Dans ces conditions, l’inflation devrait poursuivre sa remontée mécanique pendant encore quelques temps. La question qui va alors brûler toutes les lèvres avec insistance sera de savoir jusqu’à quand la Réserve fédérale (Fed) pourra maintenir les taux d’intérêt en dessous du niveau de l’inflation. De la réponse à cette question,
et du maintien des révisions bénéficiaires à la hausse, dépendra l’évolution des marchés actions. On a ainsi pu constater, au cours de la semaine écoulée, qu’en dépit de cette nouvelle flambée obligataire (+7 points de base, à 1,62% pour le T-Bond), les indices boursiers ont connu une très bonne semaine (+4,19% pour le Dow Jones), tirés à la hausse par les valeurs bancaires et cycliques. Même les valeurs technologiques, qui souffraient récemment de la remontée des taux longs, ont repris des couleurs (+2,13%, à 12 938 points pour le Nasdaq 100) dans un contexte de forte baisse de l’aversion pour le risque (-3,97%, à 20,69% pour le VIX). On doit cette très bonne orientation des marchés risqués, notamment en Europe (+4,92%, à 3 850 points pour l’EuroStoxx 50 et +4,95% pour le CAC 40, à 6 069 points), en partie aux banquiers centraux qui ont continué d’adopter leur ton rassurant.
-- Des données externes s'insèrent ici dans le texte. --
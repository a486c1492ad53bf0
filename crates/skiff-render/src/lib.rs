//! Native-side view tree engine for a script-driven widget toolkit.
//!
//! An upstream layout/script layer produces ordered batches of tree-edit
//! commands ([`Mutation`]); the [`ViewManager`] applies them against a
//! registry of live view objects, resolving each view type to a built-in,
//! host-registered, or cross-boundary implementation.

pub mod bridge;
pub mod context;
pub mod error;
pub mod tree;
pub mod value;
pub mod view;
pub mod wire;

pub use bridge::{ForeignDelegate, NativeHandle, SurfaceBinder, SurfaceHandle};
pub use context::RenderContext;
pub use error::{RenderError, Result};
pub use tree::{
    EndBatchCallback, Mutation, MutationQueue, MoveEntry, Padding, Rect, Tag, ViewManager,
    ViewRegistry,
};
pub use value::{PropKey, PropMap, PropValue};
pub use view::{MethodCallback, RenderView, ViewCreator, ViewCreators};
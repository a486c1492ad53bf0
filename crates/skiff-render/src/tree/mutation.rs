use super::node::Tag;
use crate::value::{PropKey, PropMap};
use parking_lot::Mutex;
use serde::{Deserialize, Serialize};
use std::sync::Arc;

/// Layout frame in the parent's coordinate space.
#[derive(Debug, Clone, Copy, PartialEq, Default, Serialize, Deserialize)]
pub struct Rect {
    pub left: f32,
    pub top: f32,
    pub width: f32,
    pub height: f32,
}

impl Rect {
    pub fn new(left: f32, top: f32, width: f32, height: f32) -> Self {
        Self {
            left,
            top,
            width,
            height,
        }
    }
}

#[derive(Debug, Clone, Copy, PartialEq, Default, Serialize, Deserialize)]
pub struct Padding {
    pub left: f32,
    pub top: f32,
    pub right: f32,
    pub bottom: f32,
}

impl Padding {
    pub fn new(left: f32, top: f32, right: f32, bottom: f32) -> Self {
        Self {
            left,
            top,
            right,
            bottom,
        }
    }
}

/// One child reorder within a `Move`: `tag` lands at `index` in the final
/// child sequence.
#[derive(Debug, Clone, Copy, PartialEq, Eq, Serialize, Deserialize)]
pub struct MoveEntry {
    pub tag: Tag,
    pub index: usize,
}

/// One tree-edit command from the upstream layout layer.
///
/// Mutations are immutable once constructed and consumed exactly once by
/// the applier, strictly in batch order: a `Create` must precede any other
/// mutation referencing the same tag within a batch.
#[derive(Debug, Clone, Serialize, Deserialize)]
#[serde(tag = "op", rename_all = "snake_case")]
pub enum Mutation {
    Create {
        tag: Tag,
        view_type: PropKey,
        parent_tag: Tag,
        index: usize,
        #[serde(default)]
        parent_is_text: bool,
        #[serde(default)]
        props: PropMap,
    },
    Update {
        tag: Tag,
        #[serde(default)]
        props: PropMap,
        #[serde(default)]
        deleted_keys: Vec<PropKey>,
    },
    /// Reorder children within one parent.
    Move {
        entries: Vec<MoveEntry>,
        parent_tag: Tag,
    },
    /// Move `tags` (in list order) from one parent to another; the i-th tag
    /// lands at `base_index + i`.
    MoveAcrossParents {
        tags: Vec<Tag>,
        new_parent_tag: Tag,
        old_parent_tag: Tag,
        base_index: usize,
    },
    Delete {
        tag: Tag,
    },
    UpdateLayout {
        tag: Tag,
        frame: Rect,
        padding: Padding,
    },
    /// Carries an ordinary prop delta plus event registration changes.
    UpdateEventListener {
        tag: Tag,
        #[serde(default)]
        props: PropMap,
    },
}

/// Cross-thread handoff for mutation records: the upstream layer pushes
/// from its own thread, the manager drains on the UI thread at flush.
/// The only synchronization point in the engine.
#[derive(Clone, Default)]
pub struct MutationQueue {
    inner: Arc<Mutex<Vec<Mutation>>>,
}

impl MutationQueue {
    pub fn new() -> Self {
        Self::default()
    }

    pub fn push(&self, mutation: Mutation) {
        self.inner.lock().push(mutation);
    }

    /// Take everything queued so far, in arrival order.
    pub fn drain(&self) -> Vec<Mutation> {
        std::mem::take(&mut *self.inner.lock())
    }

    pub fn len(&self) -> usize {
        self.inner.lock().len()
    }

    pub fn is_empty(&self) -> bool {
        self.inner.lock().is_empty()
    }
}
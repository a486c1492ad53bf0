use super::mutation::{Padding, Rect};
use crate::bridge::NativeHandle;
use crate::value::PropKey;
use crate::view::RenderView;
use serde::{Deserialize, Serialize};
use smallvec::SmallVec;

/// Process-unique view identity, assigned by the upstream layer. Never
/// reused while the view is live.
#[derive(Debug, Clone, Copy, PartialEq, Eq, Hash, PartialOrd, Ord, Serialize, Deserialize)]
pub struct Tag(pub u32);

impl Tag {
    /// Sentinel content id that resolves to the manager's own root tag in
    /// root binding calls.
    pub const ROOT: Tag = Tag(0);
}

/// Which implementation strategy a node resolved to. Decided once at
/// creation, never re-decided per operation.
pub enum ViewBackend {
    /// Built-in or host-registered custom view, driven through the
    /// capability trait.
    Native(Box<dyn RenderView>),
    /// Script-provided view; prop/layout/event updates are marshaled across
    /// the boundary. Local shadow state keeps the container geometry
    /// consistent on this side.
    Foreign(ForeignState),
}

pub struct ForeignState {
    pub handle: NativeHandle,
    pub frame: Rect,
    pub padding: Padding,
}

impl ForeignState {
    pub fn new(handle: NativeHandle) -> Self {
        Self {
            handle,
            frame: Rect::default(),
            padding: Padding::default(),
        }
    }
}

/// One live view node. The registry owns it; parent/child links are tag
/// references, so a node detached from its parent but not yet deleted
/// stays valid.
pub struct ViewNode {
    tag: Tag,
    view_type: PropKey,
    parent: Option<Tag>,
    children: SmallVec<[Tag; 8]>,
    backend: ViewBackend,
}

impl ViewNode {
    pub fn new(tag: Tag, view_type: PropKey, backend: ViewBackend) -> Self {
        Self {
            tag,
            view_type,
            parent: None,
            children: SmallVec::new(),
            backend,
        }
    }

    pub fn tag(&self) -> Tag {
        self.tag
    }

    pub fn view_type(&self) -> &str {
        &self.view_type
    }

    pub fn parent(&self) -> Option<Tag> {
        self.parent
    }

    pub fn set_parent(&mut self, parent: Option<Tag>) {
        self.parent = parent;
    }

    /// Children in render order.
    pub fn children(&self) -> &[Tag] {
        &self.children
    }

    /// Insert a child tag; out-of-range indices clamp to append.
    pub fn insert_child(&mut self, index: usize, child: Tag) {
        let index = index.min(self.children.len());
        self.children.insert(index, child);
    }

    /// Remove a child tag, returning the position it held.
    pub fn remove_child(&mut self, child: Tag) -> Option<usize> {
        let index = self.children.iter().position(|&c| c == child)?;
        self.children.remove(index);
        Some(index)
    }

    pub fn is_foreign(&self) -> bool {
        matches!(self.backend, ViewBackend::Foreign(_))
    }

    pub fn backend(&self) -> &ViewBackend {
        &self.backend
    }

    pub fn backend_mut(&mut self) -> &mut ViewBackend {
        &mut self.backend
    }

    pub fn native_handle(&self) -> NativeHandle {
        match &self.backend {
            ViewBackend::Native(view) => view.native_handle(),
            ViewBackend::Foreign(state) => state.handle,
        }
    }
}
use super::node::{Tag, ViewNode};
use crate::error::{RenderError, Result};
use std::collections::HashMap;

/// The single source of truth for what currently exists: tag → owned view
/// node. A node is reachable here even while structurally detached from
/// the tree; registry removal is what ends its lifetime.
#[derive(Default)]
pub struct ViewRegistry {
    views: HashMap<Tag, ViewNode>,
}

impl ViewRegistry {
    pub fn new() -> Self {
        Self {
            views: HashMap::new(),
        }
    }

    /// Register a newly created node. Tags are assumed externally unique;
    /// a duplicate is refused and the registry left unchanged.
    pub fn insert(&mut self, node: ViewNode) -> Result<()> {
        let tag = node.tag();
        if self.views.contains_key(&tag) {
            return Err(RenderError::InvariantViolation(format!(
                "duplicate tag {} in registry",
                tag.0
            )));
        }
        self.views.insert(tag, node);
        Ok(())
    }

    /// Absence is a normal outcome (not yet created, or already deleted).
    pub fn get(&self, tag: Tag) -> Option<&ViewNode> {
        self.views.get(&tag)
    }

    pub fn get_mut(&mut self, tag: Tag) -> Option<&mut ViewNode> {
        self.views.get_mut(&tag)
    }

    pub fn contains(&self, tag: Tag) -> bool {
        self.views.contains_key(&tag)
    }

    /// Remove `tag` and every descendant currently held in its child
    /// sequence. Does not touch the parent's child list; structural detach
    /// is the caller's job before deletion.
    pub fn remove_subtree(&mut self, tag: Tag) {
        if let Some(node) = self.views.remove(&tag) {
            for &child in node.children() {
                self.remove_subtree(child);
            }
        }
    }

    pub fn len(&self) -> usize {
        self.views.len()
    }

    pub fn is_empty(&self) -> bool {
        self.views.is_empty()
    }
}
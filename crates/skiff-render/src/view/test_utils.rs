//! Test doubles for the view capability contract and the script boundary.

use super::traits::{MethodCallback, RenderView};
use crate::bridge::{ForeignDelegate, NativeHandle, SurfaceBinder, SurfaceHandle};
use crate::tree::{Padding, Rect, Tag};
use crate::value::{PropKey, PropMap, PropValue};
use crate::wire;
use std::cell::RefCell;
use std::collections::HashSet;
use std::rc::Rc;

/// Install a fmt subscriber so `RUST_LOG` surfaces engine logs while a
/// test runs. Safe to call from every test; later calls are no-ops.
pub fn init_test_logging() {
    let _ = tracing_subscriber::fmt()
        .with_env_filter(
            tracing_subscriber::EnvFilter::try_from_default_env()
                .unwrap_or_else(|_| tracing_subscriber::EnvFilter::new("debug")),
        )
        .with_test_writer()
        .try_init();
}

/// View that records every capability call into shared buffers, so tests
/// can inspect what the manager did after ownership moved into the
/// registry.
pub struct RecordingView {
    handle: NativeHandle,
    log: Rc<RefCell<Vec<String>>>,
    props: Rc<RefCell<PropMap>>,
    events: RefCell<HashSet<PropKey>>,
}

impl RecordingView {
    pub fn new(handle: NativeHandle) -> Self {
        Self::with_buffers(
            handle,
            Rc::new(RefCell::new(Vec::new())),
            Rc::new(RefCell::new(PropMap::new())),
        )
    }

    /// Wire the view to buffers owned by the test, so state stays readable
    /// after the view moves into the registry.
    pub fn with_buffers(
        handle: NativeHandle,
        log: Rc<RefCell<Vec<String>>>,
        props: Rc<RefCell<PropMap>>,
    ) -> Self {
        Self {
            handle,
            log,
            props,
            events: RefCell::new(HashSet::new()),
        }
    }

    /// Shared call log; keep a clone before handing the view to the manager.
    pub fn log(&self) -> Rc<RefCell<Vec<String>>> {
        self.log.clone()
    }

    /// Shared prop store; keep a clone before handing the view to the manager.
    pub fn props(&self) -> Rc<RefCell<PropMap>> {
        self.props.clone()
    }
}

impl RenderView for RecordingView {
    fn set_prop(&mut self, key: &str, value: &PropValue) -> bool {
        self.log.borrow_mut().push(format!("set_prop {}={:?}", key, value));
        self.props.borrow_mut().insert(key.into(), value.clone());
        true
    }

    fn on_props_applied(&mut self) {
        self.log.borrow_mut().push("props_applied".to_string());
    }

    fn set_frame(&mut self, frame: Rect, padding: Padding) {
        self.log.borrow_mut().push(format!(
            "set_frame {},{},{},{} pad {},{},{},{}",
            frame.left,
            frame.top,
            frame.width,
            frame.height,
            padding.left,
            padding.top,
            padding.right,
            padding.bottom
        ));
    }

    fn update_event_listeners(&mut self, props: &PropMap) {
        let mut events = self.events.borrow_mut();
        for (event, value) in props {
            self.log
                .borrow_mut()
                .push(format!("event {}={}", event, value.is_truthy()));
            if value.is_truthy() {
                events.insert(event.clone());
            } else {
                events.remove(event);
            }
        }
    }

    fn is_event_registered(&self, event: &str) -> bool {
        self.events.borrow().contains(event)
    }

    fn invoke_method(&mut self, method: &str, args: &[PropValue], callback: Option<MethodCallback>) {
        self.log
            .borrow_mut()
            .push(format!("invoke {} argc={}", method, args.len()));
        if let Some(callback) = callback {
            callback(PropValue::Str("ok".into()));
        }
    }

    fn native_handle(&self) -> NativeHandle {
        self.handle
    }
}

/// One recorded cross-boundary call, prop buffers already decoded.
#[derive(Debug, Clone, PartialEq)]
pub enum DelegateCall {
    CreateView {
        root_tag: Tag,
        tag: Tag,
        view_type: String,
    },
    UpdateProps {
        tag: Tag,
        props: PropValue,
        deleted_keys: Vec<PropKey>,
    },
    UpdateEventListeners {
        tag: Tag,
        props: PropValue,
    },
    SetFrame {
        tag: Tag,
        frame: Rect,
    },
}

/// Delegate double: hands out predictable handles and records every call.
/// Types listed in `fail_types` refuse creation, for exercising the
/// boundary-failure path.
#[derive(Default)]
pub struct RecordingDelegate {
    pub calls: RefCell<Vec<DelegateCall>>,
    pub fail_types: RefCell<HashSet<String>>,
}

impl RecordingDelegate {
    pub fn new() -> Rc<Self> {
        Rc::new(Self::default())
    }

    pub fn fail_on(&self, view_type: &str) {
        self.fail_types.borrow_mut().insert(view_type.to_string());
    }

    pub fn take_calls(&self) -> Vec<DelegateCall> {
        std::mem::take(&mut self.calls.borrow_mut())
    }
}

impl ForeignDelegate for RecordingDelegate {
    fn create_view(&self, root_tag: Tag, tag: Tag, view_type: &str) -> Option<NativeHandle> {
        self.calls.borrow_mut().push(DelegateCall::CreateView {
            root_tag,
            tag,
            view_type: view_type.to_string(),
        });
        if self.fail_types.borrow().contains(view_type) {
            return None;
        }
        Some(NativeHandle(1_000 + u64::from(tag.0)))
    }

    fn update_props(&self, _root_tag: Tag, tag: Tag, props_buffer: &[u8], deleted_keys: &[PropKey]) {
        let props = wire::decode(props_buffer).expect("delegate received undecodable props");
        self.calls.borrow_mut().push(DelegateCall::UpdateProps {
            tag,
            props,
            deleted_keys: deleted_keys.to_vec(),
        });
    }

    fn update_event_listeners(&self, _root_tag: Tag, tag: Tag, props_buffer: &[u8]) {
        let props = wire::decode(props_buffer).expect("delegate received undecodable props");
        self.calls
            .borrow_mut()
            .push(DelegateCall::UpdateEventListeners { tag, props });
    }

    fn set_frame(&self, _root_tag: Tag, tag: Tag, frame: Rect) {
        self.calls
            .borrow_mut()
            .push(DelegateCall::SetFrame { tag, frame });
    }
}

/// Surface binder double recording attach/detach pairs.
#[derive(Debug, Clone, Copy, PartialEq, Eq)]
pub enum SurfaceCall {
    Attach(SurfaceHandle, NativeHandle),
    Detach(SurfaceHandle, NativeHandle),
}

#[derive(Default)]
pub struct RecordingSurfaces {
    pub calls: RefCell<Vec<SurfaceCall>>,
}

impl RecordingSurfaces {
    pub fn new() -> Rc<Self> {
        Rc::new(Self::default())
    }

    pub fn take_calls(&self) -> Vec<SurfaceCall> {
        std::mem::take(&mut self.calls.borrow_mut())
    }
}

impl SurfaceBinder for RecordingSurfaces {
    fn attach(&self, surface: SurfaceHandle, widget: NativeHandle) {
        self.calls
            .borrow_mut()
            .push(SurfaceCall::Attach(surface, widget));
    }

    fn detach(&self, surface: SurfaceHandle, widget: NativeHandle) {
        self.calls
            .borrow_mut()
            .push(SurfaceCall::Detach(surface, widget));
    }
}
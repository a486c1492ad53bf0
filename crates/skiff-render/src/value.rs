use serde::{Deserialize, Serialize};
use smartstring::{LazyCompact, SmartString};
use std::collections::HashMap;

/// Key type for prop maps and view-type names. Short keys stay inline.
pub type PropKey = SmartString<LazyCompact>;

/// A prop delta as shipped by the upstream layer: key → value.
pub type PropMap = HashMap<PropKey, PropValue>;

/// Self-describing value tree for props and method arguments.
///
/// The untagged serde representation means a JSON prop map like
/// `{"text": "hi", "opacity": 0.5, "hidden": false}` deserializes directly.
/// The variant order matters for untagged deserialization: `Bool` before the
/// numeric variants, `Int` before `Double`.
#[derive(Debug, Clone, PartialEq, Serialize, Deserialize)]
#[serde(untagged)]
pub enum PropValue {
    Null,
    Bool(bool),
    Int(i64),
    Double(f64),
    Str(SmartString<LazyCompact>),
    Array(Vec<PropValue>),
    Object(HashMap<PropKey, PropValue>),
}

impl PropValue {
    pub fn is_null(&self) -> bool {
        matches!(self, PropValue::Null)
    }

    pub fn as_str(&self) -> Option<&str> {
        match self {
            PropValue::Str(s) => Some(s),
            _ => None,
        }
    }

    pub fn as_bool(&self) -> Option<bool> {
        match self {
            PropValue::Bool(b) => Some(*b),
            _ => None,
        }
    }

    pub fn as_f64(&self) -> Option<f64> {
        match self {
            PropValue::Int(n) => Some(*n as f64),
            PropValue::Double(n) => Some(*n),
            _ => None,
        }
    }

    /// Event-listener props use truthiness to mean "registered".
    pub fn is_truthy(&self) -> bool {
        match self {
            PropValue::Null => false,
            PropValue::Bool(b) => *b,
            PropValue::Int(n) => *n != 0,
            PropValue::Double(n) => *n != 0.0,
            PropValue::Str(s) => !s.is_empty(),
            PropValue::Array(_) | PropValue::Object(_) => true,
        }
    }
}

impl From<bool> for PropValue {
    fn from(v: bool) -> Self {
        PropValue::Bool(v)
    }
}

impl From<i64> for PropValue {
    fn from(v: i64) -> Self {
        PropValue::Int(v)
    }
}

impl From<f64> for PropValue {
    fn from(v: f64) -> Self {
        PropValue::Double(v)
    }
}

impl From<&str> for PropValue {
    fn from(v: &str) -> Self {
        PropValue::Str(v.into())
    }
}

impl From<String> for PropValue {
    fn from(v: String) -> Self {
        PropValue::Str(v.into())
    }
}

#[cfg(test)]
mod tests {
    use super::*;

    #[test]
    fn test_truthiness() {
        assert!(!PropValue::Null.is_truthy());
        assert!(!PropValue::Bool(false).is_truthy());
        assert!(!PropValue::Int(0).is_truthy());
        assert!(!PropValue::Str("".into()).is_truthy());
        assert!(PropValue::Bool(true).is_truthy());
        assert!(PropValue::Int(-1).is_truthy());
        assert!(PropValue::Str("x".into()).is_truthy());
        assert!(PropValue::Array(vec![]).is_truthy());
    }

    #[test]
    fn test_json_prop_map_roundtrip() {
        let json = r#"{"text":"hi","opacity":0.5,"hidden":false,"count":3,"extra":null}"#;
        let map: PropMap = serde_json::from_str(json).unwrap();

        assert_eq!(map.get("text"), Some(&PropValue::Str("hi".into())));
        assert_eq!(map.get("opacity"), Some(&PropValue::Double(0.5)));
        assert_eq!(map.get("hidden"), Some(&PropValue::Bool(false)));
        assert_eq!(map.get("count"), Some(&PropValue::Int(3)));
        assert_eq!(map.get("extra"), Some(&PropValue::Null));

        let back = serde_json::to_string(&map).unwrap();
        let reparsed: PropMap = serde_json::from_str(&back).unwrap();
        assert_eq!(map, reparsed);
    }

    #[test]
    fn test_nested_values_deserialize() {
        let json = r#"{"style":{"margin":[1,2,3,4]}}"#;
        let map: PropMap = serde_json::from_str(json).unwrap();
        match map.get("style") {
            Some(PropValue::Object(style)) => match style.get("margin") {
                Some(PropValue::Array(items)) => assert_eq!(items.len(), 4),
                other => panic!("expected array, got {:?}", other),
            },
            other => panic!("expected object, got {:?}", other),
        }
    }
}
Ainsi, comme la plupart de ses principales consœurs, la Banque centrale européenne (BCE) n’a pas modifié son discours en dépit de la présentation d’un scénario de croissance (+4% en 2021) et d’inflation (+1,5% en 2021 et +1,4% en 2022) plus favorable. Et même si cette unanimité des banques centrales venait à voler en éclats, la BCE serait toutefois parmi les dernières à durcir la gestion de sa politique monétaire. En effet, le retour des mesures de confinement en Italie, la troisième économie de la zone Euro, devrait l’inciter à davantage de prudence. Mieux, elle a annoncé qu’elle allait augmenter de façon substantielle jusqu’à juin ses rachats de titres avec une enveloppe restante du PEPP d’environ 1 000 milliards d’euros pour calmer l’envolée des rendements obligataires.

En écho à cette promesse de la BCE, dont les achats de dettes ont avoisiné les 60 milliards en moyenne en 2021, l’Italie a enregistré une nouvelle surperformance (-14 points de base - pbs - à 0,63% pour le taux à 10 ans), en plus des effets récessifs du confinement des 2/3 de la Péninsule. Cela a facilité également l’écroulement des rendements en Grèce (-14 pbs, à 0,83%), au Portugal (-9 pbs, à 0,20%) et en Espagne (-7 pbs, à 0,33%). Dans ces conditions, le rebond de l’euro (+0,36% sur la semaine, à 1,195 dollar) ressemble à une surprise.